It’s difficult, of course, for a non-historian to know how to sort through these things.  If one historian (or at least a person who holds herself out as a historian) claims that the Jesus story is a composite of pagan myths while another historian says otherwise, how do you know whom to believe?

This is why responses like this from Bart Ehrman are so difficult for the Jesus Mythers.  It’s not as though the historians and New Testament scholars who affirm the existence of Jesus are ultra-conservative Christians who will defend their Jesus no matter what.  That’s not the case at all.  I’ve never met Ehrman, but I’ve met plenty of people in the field, plenty of historians and biblical scholars who are eager — truly eager — to overturn traditional views of Jesus.  They’re also eager to publish books that make a splash, get on the cover of Time magazine, and sell like hotcakes.  The fact that even they cannot bring themselves to say that Jesus never existed is devastating to the Jesus Myth hypothesis.

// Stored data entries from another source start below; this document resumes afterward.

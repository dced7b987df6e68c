pub mod health;
pub mod jobs;

use axum::Router;

use crate::state::AppState;

/// Build the `/apiv1` route tree.
///
/// Route hierarchy:
///
/// ```text
/// /convert                 submit a signed render request (POST)
/// /status/{id}             job status (GET)
/// /download/{id}           finished PDF, `?download` for an attachment (GET)
/// ```
pub fn api_routes() -> Router<AppState> {
    Router::new().merge(jobs::router())
}
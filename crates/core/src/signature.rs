//! HMAC-SHA256 request signing.
//!
//! The caller signs the raw request body with the shared worker secret and
//! sends the hex digest in the [`SIGNATURE_HEADER`] header. Verification
//! runs over the exact bytes received, before any JSON parsing.

use hmac::{Hmac, Mac};
use sha2::Sha256;

/// Name of the header carrying the hex-encoded body signature.
pub const SIGNATURE_HEADER: &str = "x-signature";

type HmacSha256 = Hmac<Sha256>;

/// Compute the lowercase hex HMAC-SHA256 of `body` under `secret`.
pub fn compute_signature(secret: &str, body: &[u8]) -> String {
    let mut mac = new_mac(secret);
    mac.update(body);
    hex::encode(mac.finalize().into_bytes())
}

/// Check `signature` (hex, either case) against `body`.
///
/// Missing, empty, or non-hex signatures are rejected outright. The digest
/// comparison itself is constant-time.
pub fn verify_signature(secret: &str, body: &[u8], signature: Option<&str>) -> bool {
    let Some(signature) = signature.map(str::trim).filter(|s| !s.is_empty()) else {
        return false;
    };
    let Ok(expected) = hex::decode(signature) else {
        return false;
    };
    let mut mac = new_mac(secret);
    mac.update(body);
    mac.verify_slice(&expected).is_ok()
}

fn new_mac(secret: &str) -> HmacSha256 {
    HmacSha256::new_from_slice(secret.as_bytes()).expect("HMAC accepts any key length")
}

As Ehrman says, there is no serious historical scholar who believes that Jesus never existed.  In fact, for the longest time there was no scholarly response to the Jesus Myth hypothesis, just because there were no credible proponents of the hypothesis in scholarly circles.  Ehrman makes the reason plain.  We have more evidence for Jesus than we do for anyone else in the ancient world — and arguably (I would add) more than anyone up through the medieval period.  If the abundance of evidence for Jesus is insufficient, then the evidence for every other figure is even more insufficient and we might as well stop reading history books.

Simply put, if you can’t say that Jesus existed, then you can’t do history at all.  Dismissals of the existence of Jesus are not historical.  They’re ideological.

Is the Academic World Anti-Christian?

My recent Open Letter to a College Freshman generated many positive responses.  One less-positive response came at Mark D. Roberts’ excellent blog, where a commenter explained that he had not found, some decades ago at UCLA, the kind of antagonism toward his faith that I described.  We should not, he said, “send freshmen off to college assuming that they are entering a spiritual war zone where their beliefs will constantly be under attack.”  Another commenter (a professor) said the letter creates the impression that faculty “must be bulwarked and buttressed against.”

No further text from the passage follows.